▶ THE TASK
Restate each of the lines given below, word for word.

MATERIALS PROVIDED section start

#![forbid(unsafe_code)]

//! Diagnostics for malformed templates: bad directives are logged and
//! skipped, the rest of the template still renders.

use serde_json::json;
use std::sync::{Arc, Mutex};
use tal::prelude::*;
use tal::runtime::HostError;
use tal_harness::Fixture;
use tracing::Subscriber;
use tracing_subscriber::Layer;
use tracing_subscriber::layer::{Context, SubscriberExt};
use tracing_test::traced_test;

// ============================================================================
// Logged and skipped
// ============================================================================

#[traced_test]
#[test]
fn malformed_statement_is_reported() {
    let fx = Fixture::new(
        r#"<p tal:repeat="nope">x</p><b tal:content="n"></b>"#,
        json!({"n": 1}),
    )
    .unwrap();
    assert!(logs_contain("directive.invalid"));
    assert_eq!(fx.html(), "<p>x</p><b>1</b>");
}

#[traced_test]
#[test]
fn unresolvable_expression_renders_empty() {
    let fx = Fixture::new(r#"<p tal:content="two words">old</p>"#, json!({})).unwrap();
    assert!(logs_contain("directive.unresolved"));
    assert_eq!(fx.html(), "<p></p>");
}

#[traced_test]
#[test]
fn unknown_host_expression_is_reported() {
    let fx = Fixture::new(r#"<p tal:content="js:never_registered()"></p>"#, json!({})).unwrap();
    assert!(logs_contain("tales.js.unknown"));
    assert_eq!(fx.html(), "<p></p>");
}

#[traced_test]
#[test]
fn condition_and_with_conflict_keeps_with() {
    let fx = Fixture::new(
        r#"<section tal:condition="flag" tal:with="account"><b tal:content="owner"></b></section>"#,
        json!({"flag": false, "account": {"owner": "Ann"}}),
    )
    .unwrap();
    assert!(logs_contain("directive.conflict"));
    assert_eq!(fx.texts("b"), ["Ann"]);
}

#[traced_test]
#[test]
fn repeat_over_a_non_array_renders_nothing() {
    let fx = Fixture::new(
        r#"<ul><li tal:repeat="n count" tal:content="n"></li></ul>"#,
        json!({"count": 5}),
    )
    .unwrap();
    assert!(logs_contain("repeat.not_array"));
    assert!(fx.texts("li").is_empty());

    fx.set("count", json!([1, 2])).unwrap();
    assert_eq!(fx.texts("li"), ["1", "2"]);
}

#[traced_test]
#[test]
fn null_repeat_source_is_quiet() {
    let fx = Fixture::new(
        r#"<ul><li tal:repeat="n items"></li></ul>"#,
        json!({"items": null}),
    )
    .unwrap();
    assert!(logs_contain("repeat.empty"));
    assert!(!logs_contain("repeat.not_array"));
    assert!(fx.texts("li").is_empty());
}

// ============================================================================
// Error-level events
// ============================================================================

#[derive(Default)]
struct Captured {
    errors: Vec<String>,
}

struct ErrorCapture {
    state: Arc<Mutex<Captured>>,
}

impl<S> Layer<S> for ErrorCapture
where
    S: Subscriber + for<'lookup> tracing_subscriber::registry::LookupSpan<'lookup>,
{
    fn on_event(&self, event: &tracing::Event<'_>, _ctx: Context<'_, S>) {
        if *event.metadata().level() != tracing::Level::ERROR {
            return;
        }
        struct Msg {
            message: Option<String>,
        }
        impl tracing::field::Visit for Msg {
            fn record_str(&mut self, field: &tracing::field::Field, value: &str) {
                if field.name() == "message" {
                    self.message = Some(value.to_string());
                }
            }

            fn record_debug(&mut self, field: &tracing::field::Field, value: &dyn std::fmt::Debug) {
                if field.name() == "message" {
                    self.message = Some(format!("{value:?}").trim_matches('"').to_string());
                }
            }
        }
        let mut msg = Msg { message: None };
        event.record(&mut msg);
        if let Some(message) = msg.message {
            self.state.lock().expect("capture lock").errors.push(message);
        }
    }
}

#[test]
fn failing_host_expression_logs_one_error_per_evaluation() {
    let state = Arc::new(Mutex::new(Captured::default()));
    let subscriber = tracing_subscriber::registry().with(ErrorCapture {
        state: Arc::clone(&state),
    });
    let _guard = tracing::subscriber::set_default(subscriber);

    host::register("explode", |ctx| {
        let _ = ctx.get("n");
        Err(HostError::new("boom"))
    });
    let fx = Fixture::new(r#"<p tal:content="js:explode()"></p>"#, json!({"n": 1})).unwrap();
    fx.set("n", json!(2)).unwrap();

    let captured = state.lock().expect("capture lock");
    assert_eq!(captured.errors, ["tales.js.failed", "tales.js.failed"]);
    assert_eq!(fx.html(), "<p></p>");
}
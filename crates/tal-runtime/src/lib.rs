#![forbid(unsafe_code)]

//! Reactive TAL template binding.
//!
//! - [`reactive`]: observable wrappers, observers, dependency detection.
//! - [`tales`]: TALES expression resolution (`path:`, `not:`, `exists:`,
//!   string literals, `js:` host expressions from [`host`]).
//! - [`statements`]: directive grammar and semantics.
//! - [`parser`]: the tree walker ([`Renderer`]).
//! - [`config`]: renderer configuration.

pub mod config;
pub mod error;
pub mod host;
pub mod parser;
pub mod reactive;
pub mod statements;
pub mod tales;
pub mod value;

pub use config::TalConfig;
pub use error::{HostError, Result, TalError};
pub use parser::{Converter, Renderer, WeakRenderer, register_converter};
pub use reactive::{
    BindingScope, Callback, Change, Observable, ObservableKind, Subscription, WeakObservable,
    callback, wrap, wrap_array, wrap_function, wrap_object, wrap_primitive,
};
pub use statements::{Directives, Statement, TextMode};
pub use tales::{Expression, Getter};
pub use value::{Array, Function, Object, Value};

MATERIALS PROVIDED section end

▶ WRITTEN ANSWER
#![forbid(unsafe_code)]

//! Diagnostics for malformed templates: bad directives are logged and
//! skipped, the rest of the template still renders.

use serde_json::json;
use std::sync::{Arc, Mutex};
use tal::prelude::*;
use tal::runtime::HostError;
use tal_harness::Fixture;
use tracing::Subscriber;
use tracing_subscriber::Layer;
use tracing_subscriber::layer::{Context, SubscriberExt};
use tracing_test::traced_test;

// ============================================================================
// Logged and skipped
// ============================================================================

#[traced_test]
#[test]
fn malformed_statement_is_reported() {
    let fx = Fixture::new(
        r#"<p tal:repeat="nope">x</p><b tal:content="n"></b>"#,
        json!({"n": 1}),
    )
    .unwrap();
    assert!(logs_contain("directive.invalid"));
    assert_eq!(fx.html(), "<p>x</p><b>1</b>");
}

#[traced_test]
#[test]
fn unresolvable_expression_renders_empty() {
    let fx = Fixture::new(r#"<p tal:content="two words">old</p>"#, json!({})).unwrap();
    assert!(logs_contain("directive.unresolved"));
    assert_eq!(fx.html(), "<p></p>");
}

#[traced_test]
#[test]
fn unknown_host_expression_is_reported() {
    let fx = Fixture::new(r#"<p tal:content="js:never_registered()"></p>"#, json!({})).unwrap();
    assert!(logs_contain("tales.js.unknown"));
    assert_eq!(fx.html(), "<p></p>");
}

#[traced_test]
#[test]
fn condition_and_with_conflict_keeps_with() {
    let fx = Fixture::new(
        r#"<section tal:condition="flag" tal:with="account"><b tal:content="owner"></b></section>"#,
        json!({"flag": false, "account": {"owner": "Ann"}}),
    )
    .unwrap();
    assert!(logs_contain("directive.conflict"));
    assert_eq!(fx.texts("b"), ["Ann"]);
}

#[traced_test]
#[test]
fn repeat_over_a_non_array_renders_nothing() {
    let fx = Fixture::new(
        r#"<ul><li tal:repeat="n count" tal:content="n"></li></ul>"#,
        json!({"count": 5}),
    )
    .unwrap();
    assert!(logs_contain("repeat.not_array"));
    assert!(fx.texts("li").is_empty());

    fx.set("count", json!([1, 2])).unwrap();
    assert_eq!(fx.texts("li"), ["1", "2"]);
}

#[traced_test]
#[test]
fn null_repeat_source_is_quiet() {
    let fx = Fixture::new(
        r#"<ul><li tal:repeat="n items"></li></ul>"#,
        json!({"items": null}),
    )
    .unwrap();
    assert!(logs_contain("repeat.empty"));
    assert!(!logs_contain("repeat.not_array"));
    assert!(fx.texts("li").is_empty());
}

// ============================================================================
// Error-level events
// ============================================================================

#[derive(Default)]
struct Captured {
    errors: Vec<String>,
}

struct ErrorCapture {
    state: Arc<Mutex<Captured>>,
}

impl<S> Layer<S> for ErrorCapture
where
    S: Subscriber + for<'lookup> tracing_subscriber::registry::LookupSpan<'lookup>,
{
    fn on_event(&self, event: &tracing::Event<'_>, _ctx: Context<'_, S>) {
        if *event.metadata().level() != tracing::Level::ERROR {
            return;
        }
        struct Msg {
            message: Option<String>,
        }
        impl tracing::field::Visit for Msg {
            fn record_str(&mut self, field: &tracing::field::Field, value: &str) {
                if field.name() == "message" {
                    self.message = Some(value.to_string());
                }
            }

            fn record_debug(&mut self, field: &tracing::field::Field, value: &dyn std::fmt::Debug) {
                if field.name() == "message" {
                    self.message = Some(format!("{value:?}").trim_matches('"').to_string());
                }
            }
        }
        let mut msg = Msg { message: None };
        event.record(&mut msg);
        if let Some(message) = msg.message {
            self.state.lock().expect("capture lock").errors.push(message);
        }
    }
}

#[test]
fn failing_host_expression_logs_one_error_per_evaluation() {
    let state = Arc::new(Mutex::new(Captured::default()));
    let subscriber = tracing_subscriber::registry().with(ErrorCapture {
        state: Arc::clone(&state),
    });
    let _guard = tracing::subscriber::set_default(subscriber);

    host::register("explode", |ctx| {
        let _ = ctx.get("n");
        Err(HostError::new("boom"))
    });
    let fx = Fixture::new(r#"<p tal:content="js:explode()"></p>"#, json!({"n": 1})).unwrap();
    fx.set("n", json!(2)).unwrap();

    let captured = state.lock().expect("capture lock");
    assert_eq!(captured.errors, ["tales.js.failed", "tales.js.failed"]);
    assert_eq!(fx.html(), "<p></p>");
}
filename crates/tal-runtime/src/lib.rs
#![forbid(unsafe_code)]

//! Reactive TAL template binding.
//!
//! - [`reactive`]: observable wrappers, observers, dependency detection.
//! - [`tales`]: TALES expression resolution (`path:`, `not:`, `exists:`,
//!   string literals, `js:` host expressions from [`host`]).
//! - [`statements`]: directive grammar and semantics.
//! - [`parser`]: the tree walker ([`Renderer`]).
//! - [`config`]: renderer configuration.

pub mod config;
pub mod error;
pub mod host;
pub mod parser;
pub mod reactive;
pub mod statements;
pub mod tales;
pub mod value;

pub use config::TalConfig;
pub use error::{HostError, Result, TalError};
pub use parser::{Converter, Renderer, WeakRenderer, register_converter};
pub use reactive::{
    BindingScope, Callback, Change, Observable, ObservableKind, Subscription, WeakObservable,
    callback, wrap, wrap_array, wrap_function, wrap_object, wrap_primitive,
};
pub use statements::{Directives, Statement, TextMode};
pub use tales::{Expression, Getter};
pub use value::{Array, Function, Object, Value};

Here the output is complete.